Cheryl Kaplan: How has your work
depended on the relationship between image and written or spoken
language? I’m thinking about your early photographs as well as recent
cinematic works, like "Call Waiting", 1997 or "Institute," 2007.
Lorna Simpson: The nexus between image and speech is important in Call Waiting and other works. Call Waiting
was an attempt [to use] the mechanism of communication. A [series of]
conversations jumps from one person to another, some on screen, some
off-screen to connect the conversation, forming a scripted, but
improvised narrative. What fascinates me about language is the way we
speak and assign meaning and how language is culturally coded. The Institute
was created from found footage from a speech therapy facility for
mentally-challenged children and young adults in the 1950s. Actresses
playing mothers ranged in class and age, though not in race, while a
patient named Barbara demonstrates language skills, responding to
questions like “Where do you live?” and “What are your favorite
things?” Her answers reveal a life of isolation; they’re disturbing.
"Call Waiting" cuts back and forth from a phone operator, reminding us of Liz Taylor’s film, "Butterfield 8,"
where a “service” provides stability in an unstable world. In your
work, the “operator” is tucked behind a screen, appearing to control
the conversation as he bounces the call from one person to the next. As
a director, you create uncertainty; the real story is often peripheral
or occurs off-camera.
In the films I find most interesting,
I don’t know where things are going. If you can engage the audience
emotionally and not by manipulation, [you offer them] a language
different from what they’re used to. Call Waiting was a film noir experiment for me to deal with duration. Someone who does that well is the Thai film director, Apichatpong Weerasethakul. He has this beautiful way of linking temporal beauty with personal and mythical problems, as in his film, Tropical Maladiy—we don’t know where things are going. It operates viscerally. I like the back and forth of something unplotted.

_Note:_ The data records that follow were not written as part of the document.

//! OpenSearch request builders and response parsers.
//!
//! Kept free of I/O so request shapes and response handling can be tested
//! without a cluster.

use serde_json::{json, Value};
use uuid::Uuid;

use crate::errors::SearchError;
use crate::opensearch::index_config::PERCOLATOR_FIELD;
use crate::types::{BulkDeleteSummary, PercolateDocument, ScrollHit, ScrollPage, StoredQuery};
use catalog_indexer_shared::TagMatch;

const TAG_FIELDS: &[&str] = &["label", "uri", "sourceVocabulary", "namedGraphReference"];

/// Body for opening a full-index scroll with a `_source` projection.
///
/// Sorting on `_doc` is the cheapest scroll order.
pub fn build_scroll_query(fields: &[&str]) -> Value {
    json!({
        "_source": fields,
        "query": { "match_all": {} },
        "sort": ["_doc"]
    })
}

/// Body for the percolate search against the stored-query index.
pub fn build_percolate_query(document: &PercolateDocument, size: usize) -> Value {
    json!({
        "size": size,
        "_source": TAG_FIELDS,
        "query": {
            "percolate": {
                "field": PERCOLATOR_FIELD,
                "document": {
                    "title": document.title,
                    "body": document.body
                }
            }
        }
    })
}

/// Stored-query document for one vocabulary term.
///
/// The label is matched as a phrase against both candidate fields, so a term
/// tags a document whenever its label occurs verbatim in the title or text.
pub fn build_stored_query_document(query: &StoredQuery) -> Value {
    json!({
        PERCOLATOR_FIELD: {
            "multi_match": {
                "query": query.label,
                "type": "phrase",
                "fields": ["title", "body"]
            }
        },
        "label": query.label,
        "uri": query.uri,
        "sourceVocabulary": query.source_vocabulary,
        "namedGraphReference": query.named_graph
    })
}

/// Query clause selecting every stored query of one named graph.
pub fn build_named_graph_query(named_graph: &str) -> Value {
    json!({ "term": { "namedGraphReference": named_graph } })
}

/// Bulk action lines deleting each id from `index`.
pub fn build_bulk_delete_lines(index: &str, ids: &[Uuid]) -> Vec<Value> {
    ids.iter()
        .map(|id| json!({ "delete": { "_index": index, "_id": id.to_string() } }))
        .collect()
}

/// Bulk action and source lines indexing each stored query into `index`.
pub fn build_bulk_stored_query_lines(index: &str, queries: &[StoredQuery]) -> Vec<Value> {
    let mut lines = Vec::with_capacity(queries.len() * 2);
    for query in queries {
        lines.push(json!({ "index": { "_index": index, "_id": query.id } }));
        lines.push(build_stored_query_document(query));
    }
    lines
}

/// Parse a search or scroll response into a page.
pub fn parse_scroll_page(response: &Value) -> Result<ScrollPage, SearchError> {
    let hits = response["hits"]["hits"]
        .as_array()
        .ok_or_else(|| SearchError::parse("scroll response has no hits array"))?;

    let hits = hits
        .iter()
        .filter_map(|hit| {
            let doc_id = hit["_id"].as_str()?.to_string();
            Some(ScrollHit {
                doc_id,
                source: hit.get("_source").cloned().unwrap_or(Value::Null),
            })
        })
        .collect();

    Ok(ScrollPage {
        scroll_id: response["_scroll_id"].as_str().map(str::to_string),
        hits,
    })
}

/// Parse the stored queries that matched a percolate request.
pub fn parse_percolate_matches(response: &Value) -> Result<Vec<TagMatch>, SearchError> {
    let hits = response["hits"]["hits"]
        .as_array()
        .ok_or_else(|| SearchError::parse("percolate response has no hits array"))?;

    Ok(hits
        .iter()
        .filter_map(|hit| serde_json::from_value::<TagMatch>(hit["_source"].clone()).ok())
        .collect())
}

/// Summarize a bulk delete response. A per-item 404 means the document was
/// already gone.
pub fn parse_bulk_delete(response: &Value, total: usize) -> BulkDeleteSummary {
    let mut summary = BulkDeleteSummary {
        total,
        ..Default::default()
    };

    let items = match response["items"].as_array() {
        Some(items) => items,
        None => return summary,
    };

    for item in items {
        let action = &item["delete"];
        let status = action["status"].as_u64().unwrap_or(0);
        let id = action["_id"].as_str().unwrap_or_default().to_string();

        match status {
            200..=299 => summary.deleted += 1,
            404 => summary.not_found += 1,
            _ => summary.failed.push(id),
        }
    }

    summary
}

/// Collect error reasons from a bulk response that reported `errors: true`.
pub fn bulk_error_reasons(response: &Value) -> Vec<String> {
    if !response["errors"].as_bool().unwrap_or(false) {
        return Vec::new();
    }

    response["items"]
        .as_array()
        .map(|items| {
            items
                .iter()
                .filter_map(|item| {
                    let action = item.as_object()?.values().next()?;
                    let error = action.get("error")?;
                    Some(format!(
                        "{}: {}",
                        action["_id"].as_str().unwrap_or("?"),
                        error["reason"].as_str().unwrap_or("unknown")
                    ))
                })
                .collect()
        })
        .unwrap_or_default()
}

#[cfg(test)]
mod tests {
    use super::*;

    fn stored_query() -> StoredQuery {
        StoredQuery {
            id: "q1".to_string(),
            label: "ocean acidification".to_string(),
            uri: "http://vocab.example.org/term/42".to_string(),
            source_vocabulary: "ASFA".to_string(),
            named_graph: "http://vocab.example.org/graph/asfa".to_string(),
        }
    }

    #[test]
    fn test_scroll_query_projects_fields() {
        let query = build_scroll_query(&["id", "lastModified"]);

        assert_eq!(query["_source"], json!(["id", "lastModified"]));
        assert!(query["query"]["match_all"].is_object());
    }

    #[test]
    fn test_percolate_query_structure() {
        let query = build_percolate_query(&PercolateDocument::new("Title", None), 50);

        assert_eq!(query["size"], 50);
        assert_eq!(query["query"]["percolate"]["field"], "query");
        assert_eq!(query["query"]["percolate"]["document"]["title"], "Title");
        assert_eq!(query["query"]["percolate"]["document"]["body"], "Title");
    }

    #[test]
    fn test_stored_query_document() {
        let doc = build_stored_query_document(&stored_query());

        assert_eq!(doc["query"]["multi_match"]["query"], "ocean acidification");
        assert_eq!(doc["query"]["multi_match"]["fields"], json!(["title", "body"]));
        assert_eq!(doc["namedGraphReference"], "http://vocab.example.org/graph/asfa");
    }

    #[test]
    fn test_bulk_stored_query_lines() {
        let lines = build_bulk_stored_query_lines("terms", &[stored_query(), stored_query()]);

        assert_eq!(lines.len(), 4);
        assert_eq!(lines[0]["index"]["_id"], "q1");
        assert_eq!(lines[0]["index"]["_index"], "terms");
    }

    #[test]
    fn test_bulk_delete_lines() {
        let id = Uuid::new_v4();
        let lines = build_bulk_delete_lines("docs", &[id]);

        assert_eq!(lines.len(), 1);
        assert_eq!(lines[0]["delete"]["_id"], id.to_string());
    }

    #[test]
    fn test_parse_scroll_page() {
        let response = json!({
            "_scroll_id": "abc",
            "hits": { "hits": [
                { "_id": "1", "_source": { "id": "1" } },
                { "_id": "2", "_source": { "id": "2" } }
            ]}
        });

        let page = parse_scroll_page(&response).unwrap();

        assert_eq!(page.scroll_id.as_deref(), Some("abc"));
        assert_eq!(page.hits.len(), 2);
        assert_eq!(page.hits[1].source["id"], "2");
    }

    #[test]
    fn test_parse_scroll_page_empty() {
        let response = json!({ "_scroll_id": "abc", "hits": { "hits": [] } });
        assert!(parse_scroll_page(&response).unwrap().is_empty());
    }

    #[test]
    fn test_parse_scroll_page_invalid() {
        assert!(parse_scroll_page(&json!({ "error": "boom" })).is_err());
    }

    #[test]
    fn test_parse_percolate_matches() {
        let response = json!({
            "hits": { "hits": [
                { "_source": {
                    "label": "fisheries",
                    "uri": "http://vocab.example.org/term/1",
                    "sourceVocabulary": "ASFA",
                    "namedGraphReference": "http://vocab.example.org/graph/asfa"
                }},
                { "_source": { "unrelated": true } }
            ]}
        });

        let matches = parse_percolate_matches(&response).unwrap();

        assert_eq!(matches.len(), 1);
        assert_eq!(matches[0].label, "fisheries");
    }

    #[test]
    fn test_parse_bulk_delete() {
        let response = json!({
            "errors": true,
            "items": [
                { "delete": { "_id": "a", "status": 200 } },
                { "delete": { "_id": "b", "status": 404 } },
                { "delete": { "_id": "c", "status": 500, "error": { "reason": "shard failure" } } }
            ]
        });

        let summary = parse_bulk_delete(&response, 3);

        assert_eq!(summary.deleted, 1);
        assert_eq!(summary.not_found, 1);
        assert_eq!(summary.failed, vec!["c".to_string()]);
    }

    #[test]
    fn test_bulk_error_reasons() {
        let response = json!({
            "errors": true,
            "items": [
                { "index": { "_id": "a", "status": 201 } },
                { "index": { "_id": "b", "status": 400, "error": { "reason": "mapper_parsing_exception" } } }
            ]
        });

        assert_eq!(bulk_error_reasons(&response), vec!["b: mapper_parsing_exception".to_string()]);
        assert!(bulk_error_reasons(&json!({ "errors": false })).is_empty());
    }
}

Why do you withhold part of the story from the viewer?
That’s
how we interact and behave in real time. [My process] mimics the
uncertainty and drifting of conversation. Life’s not as fluid as
reverse shots!
To what extent do you storyboard your films?
For
the sake of people I’m working with, I’m driven about storyboarding
regarding location, the time it takes to accomplish shots, camera
position—though there’s improvisation a few days before the shoot. I’m
open to coincidence [once things are storyboarded]. I’ve also been
working with found footage and photographs, leaving images on a wall
for 6 months to [determine] a new context. My early work was somewhat
formulaic in its trajectory, and came to an abrupt halt. In the ’90s I
switched to being more open. It’s interesting to be unsure.
"The
Institute", 2007 is beautifully organized, but unsettling; there are
strange juxtapositions: we see a quadrant of films to the left, a
blurry image in the center, and a promotional film of a young woman
named Barbara to the right. What’s the role of design in your work?
In
the quadrants, four actresses continually nod in relief, responding to
an off-camera voice that explains how “their” children will be helped.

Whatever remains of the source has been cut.